# Exercise aim
Every line in the records below with the string "crates" is to be copied out.

# Given records

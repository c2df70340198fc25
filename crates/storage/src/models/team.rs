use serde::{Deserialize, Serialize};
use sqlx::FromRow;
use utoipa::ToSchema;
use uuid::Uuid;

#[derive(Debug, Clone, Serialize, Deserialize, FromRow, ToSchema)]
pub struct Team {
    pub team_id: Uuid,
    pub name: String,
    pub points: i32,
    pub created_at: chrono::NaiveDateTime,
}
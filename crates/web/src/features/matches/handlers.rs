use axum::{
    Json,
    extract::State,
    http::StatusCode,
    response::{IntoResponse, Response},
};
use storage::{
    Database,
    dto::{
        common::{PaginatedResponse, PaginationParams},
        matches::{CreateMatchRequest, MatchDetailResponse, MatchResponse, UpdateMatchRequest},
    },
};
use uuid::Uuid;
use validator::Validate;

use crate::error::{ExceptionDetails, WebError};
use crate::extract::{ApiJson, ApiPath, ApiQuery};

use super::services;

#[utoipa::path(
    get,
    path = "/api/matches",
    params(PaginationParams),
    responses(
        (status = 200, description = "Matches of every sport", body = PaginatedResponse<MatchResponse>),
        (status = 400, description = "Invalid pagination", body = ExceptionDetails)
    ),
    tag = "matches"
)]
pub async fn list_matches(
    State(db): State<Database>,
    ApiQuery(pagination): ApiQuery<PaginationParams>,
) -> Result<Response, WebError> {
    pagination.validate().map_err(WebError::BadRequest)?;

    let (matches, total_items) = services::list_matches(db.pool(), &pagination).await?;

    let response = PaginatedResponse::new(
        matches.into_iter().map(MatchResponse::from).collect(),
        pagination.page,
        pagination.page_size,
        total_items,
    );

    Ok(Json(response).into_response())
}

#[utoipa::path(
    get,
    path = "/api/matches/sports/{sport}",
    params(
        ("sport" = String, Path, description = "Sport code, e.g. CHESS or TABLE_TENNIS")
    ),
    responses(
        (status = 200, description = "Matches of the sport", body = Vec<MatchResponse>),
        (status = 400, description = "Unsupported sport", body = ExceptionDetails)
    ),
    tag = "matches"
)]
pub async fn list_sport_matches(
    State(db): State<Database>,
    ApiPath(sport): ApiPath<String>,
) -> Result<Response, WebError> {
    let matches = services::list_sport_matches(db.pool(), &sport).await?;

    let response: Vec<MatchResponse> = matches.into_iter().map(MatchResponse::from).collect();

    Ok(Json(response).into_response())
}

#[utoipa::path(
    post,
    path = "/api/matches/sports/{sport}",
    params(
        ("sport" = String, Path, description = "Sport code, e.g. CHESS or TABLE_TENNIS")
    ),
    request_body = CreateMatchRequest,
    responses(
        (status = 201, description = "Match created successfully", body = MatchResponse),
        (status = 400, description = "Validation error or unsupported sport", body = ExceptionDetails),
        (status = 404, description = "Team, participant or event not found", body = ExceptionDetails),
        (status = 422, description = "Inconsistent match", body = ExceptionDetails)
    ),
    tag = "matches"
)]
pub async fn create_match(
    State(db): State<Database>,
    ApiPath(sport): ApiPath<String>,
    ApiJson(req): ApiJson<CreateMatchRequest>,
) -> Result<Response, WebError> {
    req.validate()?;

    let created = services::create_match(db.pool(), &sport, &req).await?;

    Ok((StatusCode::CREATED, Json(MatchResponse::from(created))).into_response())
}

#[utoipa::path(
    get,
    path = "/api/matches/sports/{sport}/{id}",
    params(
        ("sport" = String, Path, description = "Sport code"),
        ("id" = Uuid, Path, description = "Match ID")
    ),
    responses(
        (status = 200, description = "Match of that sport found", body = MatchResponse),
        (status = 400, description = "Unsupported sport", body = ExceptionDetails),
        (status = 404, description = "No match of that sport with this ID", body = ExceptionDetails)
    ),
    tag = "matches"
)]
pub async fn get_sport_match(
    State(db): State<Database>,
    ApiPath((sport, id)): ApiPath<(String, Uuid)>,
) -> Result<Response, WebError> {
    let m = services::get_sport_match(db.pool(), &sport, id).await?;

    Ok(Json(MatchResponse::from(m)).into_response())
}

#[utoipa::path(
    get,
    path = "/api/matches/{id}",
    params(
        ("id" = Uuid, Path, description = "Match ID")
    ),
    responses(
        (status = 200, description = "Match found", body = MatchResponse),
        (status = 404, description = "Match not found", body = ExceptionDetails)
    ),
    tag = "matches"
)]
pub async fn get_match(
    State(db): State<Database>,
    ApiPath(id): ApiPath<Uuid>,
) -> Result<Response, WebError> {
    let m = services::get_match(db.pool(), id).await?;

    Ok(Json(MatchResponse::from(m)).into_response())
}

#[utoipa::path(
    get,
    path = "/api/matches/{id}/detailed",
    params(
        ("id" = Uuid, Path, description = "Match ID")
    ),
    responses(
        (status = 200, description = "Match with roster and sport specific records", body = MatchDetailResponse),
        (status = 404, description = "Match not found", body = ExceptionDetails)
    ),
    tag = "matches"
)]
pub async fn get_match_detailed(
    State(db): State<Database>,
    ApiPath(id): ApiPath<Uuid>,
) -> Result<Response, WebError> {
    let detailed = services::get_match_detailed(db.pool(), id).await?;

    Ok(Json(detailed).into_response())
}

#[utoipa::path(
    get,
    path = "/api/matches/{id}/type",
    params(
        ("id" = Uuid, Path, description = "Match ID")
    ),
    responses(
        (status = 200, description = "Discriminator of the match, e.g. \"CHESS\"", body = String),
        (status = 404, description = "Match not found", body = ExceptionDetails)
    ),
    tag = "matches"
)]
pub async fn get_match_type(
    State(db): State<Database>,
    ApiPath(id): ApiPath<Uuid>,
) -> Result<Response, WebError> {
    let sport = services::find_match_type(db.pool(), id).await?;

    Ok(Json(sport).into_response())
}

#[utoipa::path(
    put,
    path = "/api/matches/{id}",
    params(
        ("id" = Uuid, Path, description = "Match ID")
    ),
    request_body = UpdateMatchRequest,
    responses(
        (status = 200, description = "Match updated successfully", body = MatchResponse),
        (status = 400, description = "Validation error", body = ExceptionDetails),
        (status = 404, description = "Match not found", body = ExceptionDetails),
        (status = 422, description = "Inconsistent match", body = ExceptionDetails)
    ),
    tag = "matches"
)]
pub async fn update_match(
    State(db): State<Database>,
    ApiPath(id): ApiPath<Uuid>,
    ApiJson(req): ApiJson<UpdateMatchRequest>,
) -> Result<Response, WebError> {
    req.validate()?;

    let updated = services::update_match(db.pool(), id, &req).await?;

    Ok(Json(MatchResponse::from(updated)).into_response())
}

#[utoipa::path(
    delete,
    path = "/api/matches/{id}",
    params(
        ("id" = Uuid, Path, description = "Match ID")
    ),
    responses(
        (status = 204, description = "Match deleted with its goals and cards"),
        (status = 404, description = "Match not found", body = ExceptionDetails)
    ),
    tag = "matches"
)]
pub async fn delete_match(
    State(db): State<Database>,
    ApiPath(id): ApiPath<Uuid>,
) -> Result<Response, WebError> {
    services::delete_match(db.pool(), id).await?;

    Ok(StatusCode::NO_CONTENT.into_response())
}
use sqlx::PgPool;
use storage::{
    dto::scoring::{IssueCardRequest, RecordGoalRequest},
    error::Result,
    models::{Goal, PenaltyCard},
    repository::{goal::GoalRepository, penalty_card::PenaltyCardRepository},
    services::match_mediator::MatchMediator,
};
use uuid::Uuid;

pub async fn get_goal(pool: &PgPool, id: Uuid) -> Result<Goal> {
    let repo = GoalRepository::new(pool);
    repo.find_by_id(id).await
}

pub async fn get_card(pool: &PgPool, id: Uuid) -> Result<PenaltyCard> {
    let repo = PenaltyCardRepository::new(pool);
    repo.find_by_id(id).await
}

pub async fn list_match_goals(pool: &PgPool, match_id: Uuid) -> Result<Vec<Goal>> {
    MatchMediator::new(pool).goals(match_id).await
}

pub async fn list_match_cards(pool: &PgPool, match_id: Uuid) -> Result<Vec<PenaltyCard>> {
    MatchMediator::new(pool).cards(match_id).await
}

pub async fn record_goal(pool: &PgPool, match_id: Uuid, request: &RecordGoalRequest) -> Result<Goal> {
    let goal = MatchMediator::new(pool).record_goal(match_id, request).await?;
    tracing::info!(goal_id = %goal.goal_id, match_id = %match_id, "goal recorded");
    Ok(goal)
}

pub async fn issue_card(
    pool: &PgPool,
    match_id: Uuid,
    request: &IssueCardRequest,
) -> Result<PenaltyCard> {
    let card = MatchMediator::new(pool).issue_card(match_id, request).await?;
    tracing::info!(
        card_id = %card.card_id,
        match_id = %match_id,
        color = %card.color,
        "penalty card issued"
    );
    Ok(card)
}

# Finished task
filename crates/storage/src/models/team.rs
filename crates/web/src/features/matches/handlers.rs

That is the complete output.